Ho piazzato una sedia di fronte alla portafinestra che da sul balcone e ho spalancato la tenda per farmi investire dall’aria fredda, quasi invernale, che spira sulla città nei primi giorni di settembre. La pioggia cade fitta e ovatta la luce del sole, congelando il clima arido dei giorni appena trascorsi.
Ho sempre ritenuto che i periodi migliori dell’anno fossero quelli di transizione: quando l’inverno, che ha congelato il mondo, lascia le porte all’estate e quando dopo mesi di sole cocente si ritorna a respirare un po’ d’aria fresca senza dover attendere la sera e rimanere in riva al mare.
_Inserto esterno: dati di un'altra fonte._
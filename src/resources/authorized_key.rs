//! `authorized_keys` entry resource.
use anyhow::Result;

use super::error::ResourceError;
use super::file::{ManagedFileResource, stat};
use super::{Applicable, Resource, ResourceChange, ResourceState};
use crate::config::validation::SshPublicKey;
use crate::exec::Executor;

/// Mode enforced on `authorized_keys`.
pub const AUTHORIZED_KEYS_MODE: u32 = 0o600;

/// Ensures one public key is present in a user's `authorized_keys`.
///
/// Existing lines are kept; the key is appended when no line carries the
/// same type and key data. Mode and ownership are enforced on every apply.
#[derive(Debug)]
pub struct AuthorizedKeyResource<'a> {
    /// Absolute path of the `authorized_keys` file.
    pub path: String,
    key: SshPublicKey,
    owner: String,
    group: String,
    executor: &'a dyn Executor,
    stager: &'a dyn Executor,
}

impl<'a> AuthorizedKeyResource<'a> {
    /// Manage `key` in the file at `path`, owned by `owner:group`.
    #[must_use]
    pub fn new(
        path: String,
        key: SshPublicKey,
        owner: &str,
        group: &str,
        executor: &'a dyn Executor,
    ) -> Self {
        Self {
            path,
            key,
            owner: owner.to_string(),
            group: group.to_string(),
            executor,
            stager: executor,
        }
    }

    /// Stage writes through `stager` (the unprivileged login executor).
    #[must_use]
    pub fn staged_with(mut self, stager: &'a dyn Executor) -> Self {
        self.stager = stager;
        self
    }

    fn read_existing(&self) -> Result<Option<String>> {
        if stat(self.executor, &self.path)?.is_none() {
            return Ok(None);
        }
        Ok(Some(self.executor.run("cat", &["--", &self.path])?.stdout))
    }

    fn desired_content(&self, existing: Option<&str>) -> String {
        let mut content = existing.unwrap_or_default().to_string();
        if content.lines().any(|l| self.key.matches_line(l)) {
            return content;
        }
        if !content.is_empty() && !content.ends_with('\n') {
            content.push('\n');
        }
        content.push_str(&self.key.to_string());
        content.push('\n');
        content
    }

    fn file(&self, content: String) -> ManagedFileResource<'a> {
        ManagedFileResource::new(
            self.path.clone(),
            content.into_bytes(),
            AUTHORIZED_KEYS_MODE,
            self.executor,
        )
        .owned_by(Some(self.owner.as_str()), Some(self.group.as_str()))
        .staged_with(self.stager)
    }
}

impl Applicable for AuthorizedKeyResource<'_> {
    fn description(&self) -> String {
        format!("{} in {}", self.key.key_type, self.path)
    }

    fn apply(&self) -> Result<ResourceChange> {
        let existing = self.read_existing()?;
        self.file(self.desired_content(existing.as_deref())).apply()
    }
}

impl Resource for AuthorizedKeyResource<'_> {
    fn current_state(&self) -> Result<ResourceState> {
        let Some(existing) = self.read_existing()? else {
            return Ok(ResourceState::Missing);
        };
        if existing.contains('\0') {
            return Err(ResourceError::InvalidState {
                resource: self.path.clone(),
                reason: "file is not text".to_string(),
            }
            .into());
        }
        if !existing.lines().any(|l| self.key.matches_line(l)) {
            return Ok(ResourceState::Incorrect {
                current: "key not present".to_string(),
            });
        }
        // Key present: remaining drift is mode or ownership.
        self.file(existing).current_state()
    }
}
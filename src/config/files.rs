//! File deployment manifest.
//!
//! `conf/files.toml` has one section per role:
//!
//! ```toml
//! [neovim]
//! files = [
//!   { source = "nvim/init.lua", target = ".config/nvim/init.lua" },
//! ]
//! ```
//!
//! `source` is relative to `files/`, `target` to the user's home directory.
use std::collections::BTreeMap;
use std::path::{Component, Path};

use serde::Deserialize;

use super::toml_loader;
use crate::error::ConfigError;

/// Mode applied when an entry does not set one.
pub const DEFAULT_MODE: u32 = 0o644;

/// A file to deploy.
#[derive(Debug, Clone, PartialEq, Eq)]
pub struct FileEntry {
    /// Path below `files/`.
    pub source: String,
    /// Path below the user's home directory.
    pub target: String,
    /// Permission bits.
    pub mode: u32,
}

#[derive(Debug, Deserialize)]
#[serde(deny_unknown_fields)]
struct RawEntry {
    source: String,
    target: String,
    mode: Option<String>,
}

#[derive(Debug, Deserialize)]
#[serde(deny_unknown_fields)]
struct FileSection {
    files: Vec<RawEntry>,
}

/// Files grouped by role.
#[derive(Debug, Clone, Default, PartialEq, Eq)]
pub struct Manifest {
    roles: BTreeMap<String, Vec<FileEntry>>,
}

impl Manifest {
    /// Files deployed by `role`, in manifest order.
    #[must_use]
    pub fn for_role(&self, role: &str) -> &[FileEntry] {
        self.roles.get(role).map(Vec::as_slice).unwrap_or(&[])
    }

    /// Append `entry` to `role`.
    #[cfg(test)]
    pub(crate) fn insert(&mut self, role: &str, entry: FileEntry) {
        self.roles.entry(role.to_string()).or_default().push(entry);
    }

    /// Every entry with the role it belongs to.
    pub fn iter(&self) -> impl Iterator<Item = (&str, &FileEntry)> {
        self.roles
            .iter()
            .flat_map(|(role, files)| files.iter().map(move |f| (role.as_str(), f)))
    }
}

/// Load the manifest.
///
/// # Errors
///
/// Returns an error if the file cannot be parsed or an entry has an
/// invalid mode or a target outside the home directory.
pub fn load(path: &Path) -> Result<Manifest, ConfigError> {
    let sections = toml_loader::load_section_items(path, |s: FileSection| s.files)?;
    let mut roles = BTreeMap::new();
    for (role, raw) in sections {
        let entries = raw
            .into_iter()
            .map(FileEntry::try_from)
            .collect::<Result<Vec<_>, _>>()?;
        roles.insert(role, entries);
    }
    Ok(Manifest { roles })
}

impl TryFrom<RawEntry> for FileEntry {
    type Error = ConfigError;

    fn try_from(raw: RawEntry) -> Result<Self, Self::Error> {
        let invalid = |reason: &str| ConfigError::InvalidManifest {
            entry: raw.target.clone(),
            reason: reason.to_string(),
        };

        if raw.source.is_empty() || raw.target.is_empty() {
            return Err(invalid("source and target must not be empty"));
        }
        if !is_contained(&raw.target) {
            return Err(invalid("target must be a relative path inside the home directory"));
        }
        if !is_contained(&raw.source) {
            return Err(invalid("source must be a relative path inside files/"));
        }
        let mode = match &raw.mode {
            Some(m) => parse_mode(m)
                .ok_or_else(|| invalid("mode must be an octal string such as \"0644\""))?,
            None => DEFAULT_MODE,
        };

        Ok(Self {
            source: raw.source,
            target: raw.target,
            mode,
        })
    }
}

/// Relative path with no `..`, root or prefix components.
fn is_contained(path: &str) -> bool {
    Path::new(path)
        .components()
        .all(|c| matches!(c, Component::Normal(_) | Component::CurDir))
}

/// Parse a 3 or 4 digit octal permission string.
#[must_use]
pub fn parse_mode(mode: &str) -> Option<u32> {
    if !(3..=4).contains(&mode.len()) {
        return None;
    }
    u32::from_str_radix(mode, 8).ok().filter(|m| *m <= 0o7777)
}

#[cfg(test)]
#[allow(clippy::expect_used, clippy::unwrap_used, clippy::indexing_slicing)]
mod tests {
    use super::*;
    use crate::config::test_helpers::write_temp_toml;

    #[test]
    fn load_sections_per_role() {
        let (_dir, path) = write_temp_toml(
            r#"[bash]
files = [{ source = "bash/bashrc", target = ".bashrc" }]

[neovim]
files = [
  { source = "nvim/init.lua", target = ".config/nvim/init.lua" },
  { source = "nvim/lua/keymaps.lua", target = ".config/nvim/lua/keymaps.lua", mode = "0600" },
]
"#,
        );
        let manifest = load(&path).unwrap();
        assert_eq!(manifest.for_role("bash").len(), 1);
        assert_eq!(manifest.for_role("bash")[0].mode, DEFAULT_MODE);
        let nvim = manifest.for_role("neovim");
        assert_eq!(nvim.len(), 2);
        assert_eq!(nvim[1].mode, 0o600);
        assert!(manifest.for_role("tmux").is_empty());
        assert_eq!(manifest.iter().count(), 3);
    }

    #[test]
    fn missing_file_is_empty_manifest() {
        let manifest = load(Path::new("/nonexistent/files.toml")).unwrap();
        assert_eq!(manifest, Manifest::default());
    }

    #[test]
    fn absolute_target_is_rejected() {
        let (_dir, path) = write_temp_toml(
            "[bash]\nfiles = [{ source = \"bash/bashrc\", target = \"/etc/bashrc\" }]\n",
        );
        assert!(matches!(
            load(&path),
            Err(ConfigError::InvalidManifest { .. })
        ));
    }

    #[test]
    fn escaping_target_is_rejected() {
        let (_dir, path) = write_temp_toml(
            "[bash]\nfiles = [{ source = \"bash/bashrc\", target = \"../other/.bashrc\" }]\n",
        );
        let err = load(&path).unwrap_err();
        assert!(err.to_string().contains("inside the home directory"));
    }

    #[test]
    fn bad_mode_is_rejected() {
        let (_dir, path) = write_temp_toml(
            "[bash]\nfiles = [{ source = \"bash/bashrc\", target = \".bashrc\", mode = \"0999\" }]\n",
        );
        assert!(load(&path).is_err());
    }

    #[test]
    fn parse_mode_accepts_three_and_four_digits() {
        assert_eq!(parse_mode("644"), Some(0o644));
        assert_eq!(parse_mode("0755"), Some(0o755));
        assert_eq!(parse_mode("4755"), Some(0o4755));
        assert_eq!(parse_mode("75"), None);
        assert_eq!(parse_mode("rwx"), None);
    }
}
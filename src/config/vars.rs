//! Variable store.
//!
//! Variables are layered from lowest to highest precedence:
//!
//! 1. `conf/vars.toml`
//! 2. the playbook's `[vars]` table
//! 3. `-e key=value` overrides from the command line
//!
//! The merged table is then deserialized into [`Vars`], so a misspelled or
//! mistyped variable at any layer is reported instead of ignored.
use std::path::Path;

use serde::{Deserialize, Serialize};

use super::toml_loader;
use crate::error::ConfigError;

/// Default repository for the tmux plugin manager.
pub const DEFAULT_TPM_URL: &str = "https://github.com/tmux-plugins/tpm";

/// Resolved variables for one run.
#[derive(Debug, Clone, PartialEq, Eq, Serialize, Deserialize)]
#[serde(default, deny_unknown_fields)]
pub struct Vars {
    /// Account to create and deploy configuration for.
    pub user_name: String,
    /// Public key authorized for the account; may be empty when
    /// `create_user` is false.
    pub ssh_public_key: String,
    /// Whether the `user` role runs.
    pub create_user: bool,
    /// Login shell for the account.
    pub user_shell: String,
    /// Primary group.
    pub user_group: String,
    /// Supplementary groups.
    pub user_groups: Vec<String>,
    /// Home directory override; looked up on the target when absent.
    #[serde(skip_serializing_if = "Option::is_none")]
    pub user_home: Option<String>,
    /// OS packages ensured by the `packages` role.
    pub packages: Vec<String>,
    /// Whether the `tmux` role installs the plugin manager.
    pub tmux_plugin_manager: bool,
    /// Git URL the plugin manager is cloned from.
    pub tmux_plugin_manager_url: String,
}

impl Default for Vars {
    fn default() -> Self {
        Self {
            user_name: String::new(),
            ssh_public_key: String::new(),
            create_user: true,
            user_shell: "/bin/bash".to_string(),
            user_group: "root".to_string(),
            user_groups: Vec::new(),
            user_home: None,
            packages: Vec::new(),
            tmux_plugin_manager: true,
            tmux_plugin_manager_url: DEFAULT_TPM_URL.to_string(),
        }
    }
}

impl Vars {
    /// Render the variables as a TOML document.
    ///
    /// # Errors
    ///
    /// Returns an error if serialization fails.
    pub fn to_toml(&self) -> Result<String, toml::ser::Error> {
        toml::to_string(self)
    }
}

/// A single `key=value` override.
#[derive(Debug, Clone, PartialEq)]
pub struct Override {
    /// Variable name.
    pub key: String,
    /// Parsed value.
    pub value: toml::Value,
}

/// Parse a `key=value` override.
///
/// The value is read as a TOML value when it is one (`true`, `42`,
/// `["a", "b"]`, `"quoted"`) and kept as a plain string otherwise, so
/// `user_name=alice` does not need quoting.
///
/// # Errors
///
/// Returns [`ConfigError::InvalidOverride`] if there is no `=` or the key
/// is empty.
pub fn parse_override(raw: &str) -> Result<Override, ConfigError> {
    let (key, value) = raw
        .split_once('=')
        .ok_or_else(|| ConfigError::InvalidOverride(raw.to_string()))?;
    let key = key.trim();
    if key.is_empty() {
        return Err(ConfigError::InvalidOverride(raw.to_string()));
    }

    let value = toml::from_str::<toml::Table>(&format!("v = {value}"))
        .ok()
        .and_then(|mut t| t.remove("v"))
        .unwrap_or_else(|| toml::Value::String(value.to_string()));

    Ok(Override {
        key: key.to_string(),
        value,
    })
}

/// Merge the three variable layers and deserialize the result.
///
/// # Errors
///
/// Returns an error if `defaults_path` cannot be read or parsed, an
/// override is malformed, or the merged table does not fit [`Vars`].
pub fn resolve(
    defaults_path: &Path,
    playbook_vars: &toml::Table,
    extra_vars: &[String],
) -> Result<Vars, ConfigError> {
    let mut merged: toml::Table = toml_loader::load_config(defaults_path)?;

    for (key, value) in playbook_vars {
        merged.insert(key.clone(), value.clone());
    }
    for raw in extra_vars {
        let o = parse_override(raw)?;
        merged.insert(o.key, o.value);
    }

    toml::Value::Table(merged)
        .try_into()
        .map_err(|e: toml::de::Error| ConfigError::InvalidSyntax {
            file: "resolved variables".to_string(),
            message: e.message().to_string(),
        })
}
//! Development-environment provisioning engine.
//!
//! Converges one or more hosts to a declared state: a user account with an
//! authorized SSH key and passwordless sudo, a set of OS packages, and the
//! static bash/tmux/neovim configuration shipped under `files/`. Everything
//! is driven by TOML files in `conf/` and every step is idempotent, so a
//! second run over the same host reports no changes.
//!
//! The public API is organised into layers:
//!
//! - **[`config`]**: load and validate variables, inventory, playbook and manifest
//! - **[`exec`]** / **[`connection`]**: run commands locally, over SSH, and via sudo
//! - **[`resources`]**: idempotent `check + apply` primitives (users, files, packages, …)
//! - **[`tasks`]**: named, guarded units of work grouped into roles
//! - **[`commands`]**: top-level subcommand orchestration (`provision`, `validate`, …)
#![deny(clippy::or_fun_call)]
#![deny(clippy::bool_to_int_with_if)]

pub mod cli;
pub mod commands;
pub mod config;
pub mod connection;
pub mod error;
pub mod exec;
pub mod logging;
pub mod resources;
pub mod tasks;
//! Logging infrastructure for structured console and file output.

mod buffered;
mod logger;
mod subscriber;
mod types;
mod utils;

pub use buffered::BufferedLog;
pub use logger::{HostRecap, Logger};
pub use subscriber::init_subscriber;
pub use types::{Log, TaskEntry, TaskStatus};
pub(crate) use utils::cache_dir;

/// Serializes `XDG_CACHE_HOME` manipulation across parallel test threads.
#[cfg(test)]
pub(crate) static TEST_ENV_MUTEX: std::sync::Mutex<()> = std::sync::Mutex::new(());

/// Create a Logger backed by an isolated per-thread tracing subscriber
/// with a [`FileLayer`], so that tracing events emitted by logger methods
/// actually reach the log file during tests.
///
/// Returns a [`tracing::dispatcher::DefaultGuard`] that must be kept alive
/// for the duration of the test, dropping it restores the previous
/// thread-local dispatcher.
#[cfg(test)]
#[allow(clippy::expect_used)]
pub(crate) fn isolated_logger() -> (Logger, tempfile::TempDir, tracing::dispatcher::DefaultGuard) {
    use tracing_subscriber::{Layer as _, filter::LevelFilter, layer::SubscriberExt as _};
    let tmp = tempfile::tempdir().expect("failed to create temp dir");
    let env_lock = TEST_ENV_MUTEX
        .lock()
        .unwrap_or_else(std::sync::PoisonError::into_inner);
    // SAFETY: Protected by TEST_ENV_MUTEX; restored before lock is released.
    #[allow(unsafe_code)]
    unsafe {
        std::env::set_var("XDG_CACHE_HOME", tmp.path());
    }
    let file_layer = subscriber::FileLayer::new("test").expect("failed to create file layer");
    let log = Logger::new("test");
    #[allow(unsafe_code)]
    unsafe {
        std::env::remove_var("XDG_CACHE_HOME");
    }
    drop(env_lock);
    let subscriber =
        tracing_subscriber::registry().with(file_layer.with_filter(LevelFilter::DEBUG));
    let guard = tracing::dispatcher::set_default(&tracing::Dispatch::new(subscriber));
    (log, tmp, guard)
}
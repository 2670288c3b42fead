//! `tmux` role: the tmux plugin manager checkout.
use anyhow::Result;

use super::{Context, ProcessOpts, Task, TaskResult, TaskStats, process_single};
use crate::resources::Resource as _;
use crate::resources::file::ManagedDirResource;
use crate::resources::git_clone::GitCloneResource;

/// Checkout location of the plugin manager, relative to the home directory.
pub const TPM_DIR: &str = ".tmux/plugins/tpm";

/// Clone the tmux plugin manager that `tmux.conf` bootstraps from.
#[derive(Debug)]
pub struct InstallTmuxPluginManager;

impl Task for InstallTmuxPluginManager {
    fn name(&self) -> &'static str {
        "tmux: install plugin manager"
    }

    fn role(&self) -> &'static str {
        "tmux"
    }

    fn should_run(&self, ctx: &Context) -> bool {
        ctx.vars().tmux_plugin_manager
    }

    fn skip_reason(&self) -> &'static str {
        "tmux_plugin_manager is false"
    }

    fn run(&self, ctx: &Context) -> Result<TaskResult> {
        let home = ctx.user_home()?;
        let home = home.trim_end_matches('/');
        let (owner, group) = ctx.home_ownership();
        let opts = ProcessOpts::strict("install");

        let mut stats = TaskStats::new();
        for dir in [".tmux", ".tmux/plugins"] {
            let dir = ManagedDirResource::new(format!("{home}/{dir}"), 0o755, ctx.privileged())
                .owned_by(owner, group);
            stats += process_single(ctx, &dir, dir.current_state()?, &opts)?;
        }

        let as_user = ctx.as_target_user();
        let checkout = GitCloneResource::new(
            ctx.vars().tmux_plugin_manager_url.clone(),
            format!("{home}/{TPM_DIR}"),
            as_user.as_ref(),
        );
        stats += process_single(ctx, &checkout, checkout.current_state()?, &opts)?;
        Ok(stats.finish(ctx))
    }
}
E’ un gioco di luci e di ombre, di equilibri sia del corpo che dello spirito: ci godiamo la nostra stagione, finché il caldo o il freddo non sembrano essere sul punto di iniziare ad avvilirci, quindi Madre Natura interviene ribaltando le carte in tavola e concedendoci un nuovo piacere, prima che questo ci stanchi nuovamente. Siamo come dei bambini che giocano col mondo, mentre questo si evolve intorno a noi.
Diversi mesi fa, agli albori dell’estate, scrissi un post su quanto mi mancava la Parte Luminosa dell’anno, ed è per questo che ora, simmetricamente, avevo voglia di spendere due parole su quanto sia felice di sentire l’aria satura di acqua, questo vento che mi sta facendo gelare, di come -dopo mesi di luce ed energia- ora mi senta pronto ad accogliere la stagione in cui cerchiamo maggiormente il focolare di casa e di quanto sia contento di ritornare al lavoro dopo il riposo estivo.
Rammento alcune scene di quando ero bambino: correvo per le strade di un paesino con i miei amici, finché non ci sorprendeva il temporale. Era allora che correvamo a nasconderci sotto il palco di legno eretto nella piazza, osservando da laggiù il paese ricoperto dalle lacrime del cielo. Forse è questo l’effetto della pioggia: farci riprendere in mano i nostri pensieri e rammentarci sempre chi siamo mentre, a poco a poco, evolviamo verso nuovi soli.